→ **Records provided**
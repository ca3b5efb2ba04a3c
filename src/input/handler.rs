use crossterm::event::{KeyCode, KeyEvent, KeyModifiers};

use crate::game::Direction;

/// What a key press asks the shell to do
#[derive(Debug, Clone, Copy, PartialEq, Eq)]
pub enum KeyAction {
    /// Request a new heading; still subject to the reversal check
    Turn(Direction),
    Restart,
    Quit,
    None,
}

/// Maps terminal key events to game commands.
///
/// Arrow keys and WASD turn, `R` restarts, `Q`/`Esc`/Ctrl+C quit.
#[derive(Debug, Default)]
pub struct InputHandler;

impl InputHandler {
    pub fn new() -> Self {
        Self
    }

    pub fn handle_key_event(&self, key: KeyEvent) -> KeyAction {
        if key.modifiers.contains(KeyModifiers::CONTROL) {
            return match key.code {
                KeyCode::Char('c') | KeyCode::Char('C') => KeyAction::Quit,
                _ => KeyAction::None,
            };
        }

        if let Some(direction) = Self::direction_for(key.code) {
            return KeyAction::Turn(direction);
        }

        match key.code {
            KeyCode::Char(c) if c.eq_ignore_ascii_case(&'q') => KeyAction::Quit,
            KeyCode::Esc => KeyAction::Quit,
            KeyCode::Char(c) if c.eq_ignore_ascii_case(&'r') => KeyAction::Restart,
            _ => KeyAction::None,
        }
    }

    fn direction_for(code: KeyCode) -> Option<Direction> {
        let direction = match code {
            KeyCode::Up => Direction::Up,
            KeyCode::Down => Direction::Down,
            KeyCode::Left => Direction::Left,
            KeyCode::Right => Direction::Right,
            KeyCode::Char(c) => match c.to_ascii_lowercase() {
                'w' => Direction::Up,
                's' => Direction::Down,
                'a' => Direction::Left,
                'd' => Direction::Right,
                _ => return None,
            },
            _ => return None,
        };
        Some(direction)
    }
}

#[cfg(test)]
mod tests {
    use super::*;

    fn press(code: KeyCode) -> KeyAction {
        InputHandler::new().handle_key_event(KeyEvent::new(code, KeyModifiers::NONE))
    }

    #[test]
    fn test_arrow_keys() {
        assert_eq!(press(KeyCode::Up), KeyAction::Turn(Direction::Up));
        assert_eq!(press(KeyCode::Down), KeyAction::Turn(Direction::Down));
        assert_eq!(press(KeyCode::Left), KeyAction::Turn(Direction::Left));
        assert_eq!(press(KeyCode::Right), KeyAction::Turn(Direction::Right));
    }

    #[test]
    fn test_wasd_keys() {
        assert_eq!(press(KeyCode::Char('w')), KeyAction::Turn(Direction::Up));
        assert_eq!(press(KeyCode::Char('a')), KeyAction::Turn(Direction::Left));
        assert_eq!(press(KeyCode::Char('s')), KeyAction::Turn(Direction::Down));
        assert_eq!(press(KeyCode::Char('d')), KeyAction::Turn(Direction::Right));
    }

    #[test]
    fn test_uppercase_with_shift() {
        let handler = InputHandler::new();

        let w = KeyEvent::new(KeyCode::Char('W'), KeyModifiers::SHIFT);
        assert_eq!(handler.handle_key_event(w), KeyAction::Turn(Direction::Up));

        let r = KeyEvent::new(KeyCode::Char('R'), KeyModifiers::SHIFT);
        assert_eq!(handler.handle_key_event(r), KeyAction::Restart);

        let q = KeyEvent::new(KeyCode::Char('Q'), KeyModifiers::SHIFT);
        assert_eq!(handler.handle_key_event(q), KeyAction::Quit);
    }

    #[test]
    fn test_quit_and_restart() {
        assert_eq!(press(KeyCode::Char('q')), KeyAction::Quit);
        assert_eq!(press(KeyCode::Esc), KeyAction::Quit);
        assert_eq!(press(KeyCode::Char('r')), KeyAction::Restart);
    }

    #[test]
    fn test_ctrl_c_quits_but_ctrl_d_does_not_turn() {
        let handler = InputHandler::new();

        let ctrl_c = KeyEvent::new(KeyCode::Char('c'), KeyModifiers::CONTROL);
        assert_eq!(handler.handle_key_event(ctrl_c), KeyAction::Quit);

        let ctrl_d = KeyEvent::new(KeyCode::Char('d'), KeyModifiers::CONTROL);
        assert_eq!(handler.handle_key_event(ctrl_d), KeyAction::None);
    }

    #[test]
    fn test_unknown_key() {
        assert_eq!(press(KeyCode::Char('x')), KeyAction::None);
        assert_eq!(press(KeyCode::Enter), KeyAction::None);
    }
}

→ **What is needed**
Retype the complete listing exactly.

→ **Output for this exercise**
repository ca3b5efb2ba04a3c
filename src/input/handler.rs
use crossterm::event::{KeyCode, KeyEvent, KeyModifiers};

use crate::game::Direction;

/// What a key press asks the shell to do
#[derive(Debug, Clone, Copy, PartialEq, Eq)]
pub enum KeyAction {
    /// Request a new heading; still subject to the reversal check
    Turn(Direction),
    Restart,
    Quit,
    None,
}

/// Maps terminal key events to game commands.
///
/// Arrow keys and WASD turn, `R` restarts, `Q`/`Esc`/Ctrl+C quit.
#[derive(Debug, Default)]
pub struct InputHandler;

impl InputHandler {
    pub fn new() -> Self {
        Self
    }

    pub fn handle_key_event(&self, key: KeyEvent) -> KeyAction {
        if key.modifiers.contains(KeyModifiers::CONTROL) {
            return match key.code {
                KeyCode::Char('c') | KeyCode::Char('C') => KeyAction::Quit,
                _ => KeyAction::None,
            };
        }

        if let Some(direction) = Self::direction_for(key.code) {
            return KeyAction::Turn(direction);
        }

        match key.code {
            KeyCode::Char(c) if c.eq_ignore_ascii_case(&'q') => KeyAction::Quit,
            KeyCode::Esc => KeyAction::Quit,
            KeyCode::Char(c) if c.eq_ignore_ascii_case(&'r') => KeyAction::Restart,
            _ => KeyAction::None,
        }
    }

    fn direction_for(code: KeyCode) -> Option<Direction> {
        let direction = match code {
            KeyCode::Up => Direction::Up,
            KeyCode::Down => Direction::Down,
            KeyCode::Left => Direction::Left,
            KeyCode::Right => Direction::Right,
            KeyCode::Char(c) => match c.to_ascii_lowercase() {
                'w' => Direction::Up,
                's' => Direction::Down,
                'a' => Direction::Left,
                'd' => Direction::Right,
                _ => return None,
            },
            _ => return None,
        };
        Some(direction)
    }
}

#[cfg(test)]
mod tests {
    use super::*;

    fn press(code: KeyCode) -> KeyAction {
        InputHandler::new().handle_key_event(KeyEvent::new(code, KeyModifiers::NONE))
    }

    #[test]
    fn test_arrow_keys() {
        assert_eq!(press(KeyCode::Up), KeyAction::Turn(Direction::Up));
        assert_eq!(press(KeyCode::Down), KeyAction::Turn(Direction::Down));
        assert_eq!(press(KeyCode::Left), KeyAction::Turn(Direction::Left));
        assert_eq!(press(KeyCode::Right), KeyAction::Turn(Direction::Right));
    }

    #[test]
    fn test_wasd_keys() {
        assert_eq!(press(KeyCode::Char('w')), KeyAction::Turn(Direction::Up));
        assert_eq!(press(KeyCode::Char('a')), KeyAction::Turn(Direction::Left));
        assert_eq!(press(KeyCode::Char('s')), KeyAction::Turn(Direction::Down));
        assert_eq!(press(KeyCode::Char('d')), KeyAction::Turn(Direction::Right));
    }

    #[test]
    fn test_uppercase_with_shift() {
        let handler = InputHandler::new();

        let w = KeyEvent::new(KeyCode::Char('W'), KeyModifiers::SHIFT);
        assert_eq!(handler.handle_key_event(w), KeyAction::Turn(Direction::Up));

        let r = KeyEvent::new(KeyCode::Char('R'), KeyModifiers::SHIFT);
        assert_eq!(handler.handle_key_event(r), KeyAction::Restart);

        let q = KeyEvent::new(KeyCode::Char('Q'), KeyModifiers::SHIFT);
        assert_eq!(handler.handle_key_event(q), KeyAction::Quit);
    }

    #[test]
    fn test_quit_and_restart() {
        assert_eq!(press(KeyCode::Char('q')), KeyAction::Quit);
        assert_eq!(press(KeyCode::Esc), KeyAction::Quit);
        assert_eq!(press(KeyCode::Char('r')), KeyAction::Restart);
    }

    #[test]
    fn test_ctrl_c_quits_but_ctrl_d_does_not_turn() {
        let handler = InputHandler::new();

        let ctrl_c = KeyEvent::new(KeyCode::Char('c'), KeyModifiers::CONTROL);
        assert_eq!(handler.handle_key_event(ctrl_c), KeyAction::Quit);

        let ctrl_d = KeyEvent::new(KeyCode::Char('d'), KeyModifiers::CONTROL);
        assert_eq!(handler.handle_key_event(ctrl_d), KeyAction::None);
    }

    #[test]
    fn test_unknown_key() {
        assert_eq!(press(KeyCode::Char('x')), KeyAction::None);
        assert_eq!(press(KeyCode::Enter), KeyAction::None);
    }
}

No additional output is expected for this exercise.